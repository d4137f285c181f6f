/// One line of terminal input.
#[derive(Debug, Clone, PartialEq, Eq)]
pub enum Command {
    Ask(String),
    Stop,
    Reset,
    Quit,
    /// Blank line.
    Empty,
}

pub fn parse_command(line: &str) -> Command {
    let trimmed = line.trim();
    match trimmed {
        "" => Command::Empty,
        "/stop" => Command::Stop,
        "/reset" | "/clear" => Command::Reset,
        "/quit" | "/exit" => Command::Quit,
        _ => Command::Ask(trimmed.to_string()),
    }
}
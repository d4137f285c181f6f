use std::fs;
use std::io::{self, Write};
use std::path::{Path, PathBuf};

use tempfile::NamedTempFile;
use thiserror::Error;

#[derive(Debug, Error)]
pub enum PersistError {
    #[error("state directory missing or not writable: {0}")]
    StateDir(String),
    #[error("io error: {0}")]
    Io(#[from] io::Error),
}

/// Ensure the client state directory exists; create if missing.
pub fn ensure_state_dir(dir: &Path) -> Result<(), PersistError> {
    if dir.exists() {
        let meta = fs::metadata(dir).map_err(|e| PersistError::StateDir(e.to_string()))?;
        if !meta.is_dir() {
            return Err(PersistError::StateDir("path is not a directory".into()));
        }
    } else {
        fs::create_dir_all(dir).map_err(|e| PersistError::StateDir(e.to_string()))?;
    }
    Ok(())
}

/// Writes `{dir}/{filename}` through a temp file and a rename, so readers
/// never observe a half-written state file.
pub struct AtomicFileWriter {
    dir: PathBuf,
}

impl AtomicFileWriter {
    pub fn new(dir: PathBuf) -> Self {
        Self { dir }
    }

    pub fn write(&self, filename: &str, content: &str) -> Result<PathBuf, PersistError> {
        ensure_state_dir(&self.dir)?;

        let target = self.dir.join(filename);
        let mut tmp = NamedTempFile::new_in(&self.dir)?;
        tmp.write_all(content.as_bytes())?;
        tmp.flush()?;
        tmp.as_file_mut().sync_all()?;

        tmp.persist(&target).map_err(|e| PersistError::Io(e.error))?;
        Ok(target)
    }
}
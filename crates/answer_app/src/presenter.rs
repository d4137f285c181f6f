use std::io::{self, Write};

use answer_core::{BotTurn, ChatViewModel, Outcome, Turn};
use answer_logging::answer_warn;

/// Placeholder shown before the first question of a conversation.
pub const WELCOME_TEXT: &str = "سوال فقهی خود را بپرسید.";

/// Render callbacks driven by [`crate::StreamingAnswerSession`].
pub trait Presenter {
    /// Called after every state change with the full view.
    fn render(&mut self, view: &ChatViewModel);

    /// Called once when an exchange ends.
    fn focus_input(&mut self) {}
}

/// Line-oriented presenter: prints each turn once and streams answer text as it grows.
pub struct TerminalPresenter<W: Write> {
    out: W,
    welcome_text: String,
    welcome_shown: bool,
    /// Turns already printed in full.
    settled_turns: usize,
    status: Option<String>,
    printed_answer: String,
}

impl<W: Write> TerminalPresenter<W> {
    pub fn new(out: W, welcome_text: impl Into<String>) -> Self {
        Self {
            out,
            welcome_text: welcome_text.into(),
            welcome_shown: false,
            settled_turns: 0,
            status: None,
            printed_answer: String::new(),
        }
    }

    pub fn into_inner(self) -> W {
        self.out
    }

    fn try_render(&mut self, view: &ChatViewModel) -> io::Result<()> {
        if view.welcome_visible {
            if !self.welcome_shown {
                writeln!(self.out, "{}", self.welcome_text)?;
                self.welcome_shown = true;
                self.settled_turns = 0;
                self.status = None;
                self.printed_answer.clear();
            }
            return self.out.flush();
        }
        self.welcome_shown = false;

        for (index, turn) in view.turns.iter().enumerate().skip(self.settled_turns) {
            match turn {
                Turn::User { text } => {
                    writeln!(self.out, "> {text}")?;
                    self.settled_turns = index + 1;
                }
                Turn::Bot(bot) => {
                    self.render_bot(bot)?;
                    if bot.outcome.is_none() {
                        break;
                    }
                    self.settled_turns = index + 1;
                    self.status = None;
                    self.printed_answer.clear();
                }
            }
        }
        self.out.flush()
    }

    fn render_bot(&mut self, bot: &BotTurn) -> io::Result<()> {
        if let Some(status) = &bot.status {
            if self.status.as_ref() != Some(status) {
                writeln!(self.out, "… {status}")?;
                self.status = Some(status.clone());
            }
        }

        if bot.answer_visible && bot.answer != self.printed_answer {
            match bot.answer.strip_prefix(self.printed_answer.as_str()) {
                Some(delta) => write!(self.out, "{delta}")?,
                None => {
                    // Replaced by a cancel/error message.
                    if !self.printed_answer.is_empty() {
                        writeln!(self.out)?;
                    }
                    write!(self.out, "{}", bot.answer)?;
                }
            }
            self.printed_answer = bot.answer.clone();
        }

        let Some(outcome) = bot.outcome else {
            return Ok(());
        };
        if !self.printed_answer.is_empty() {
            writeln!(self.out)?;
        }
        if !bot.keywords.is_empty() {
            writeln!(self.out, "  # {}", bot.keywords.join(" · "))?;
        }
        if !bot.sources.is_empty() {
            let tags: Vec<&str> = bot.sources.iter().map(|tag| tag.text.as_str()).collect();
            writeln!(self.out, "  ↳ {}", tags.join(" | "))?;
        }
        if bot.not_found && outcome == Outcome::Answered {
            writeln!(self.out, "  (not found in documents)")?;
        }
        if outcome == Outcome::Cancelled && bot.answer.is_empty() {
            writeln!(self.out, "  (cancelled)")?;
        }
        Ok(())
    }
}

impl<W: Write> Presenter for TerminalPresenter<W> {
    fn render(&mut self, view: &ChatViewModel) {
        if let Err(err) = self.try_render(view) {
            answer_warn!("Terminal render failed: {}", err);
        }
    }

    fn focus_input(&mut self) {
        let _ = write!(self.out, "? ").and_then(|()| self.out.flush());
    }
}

* * *

• _EXERCISE BRIEF_: Take exactly the lines from the one containing "pub fn new(dir: PathBuf)" through the one containing "let mut tmp" in the data above, and output them with nothing added.

• _RESPONSE TO THIS TASK_:
    pub fn new(dir: PathBuf) -> Self {
        Self { dir }
    }

    pub fn write(&self, filename: &str, content: &str) -> Result<PathBuf, PersistError> {
        ensure_state_dir(&self.dir)?;

        let target = self.dir.join(filename);
        let mut tmp = NamedTempFile::new_in(&self.dir)?;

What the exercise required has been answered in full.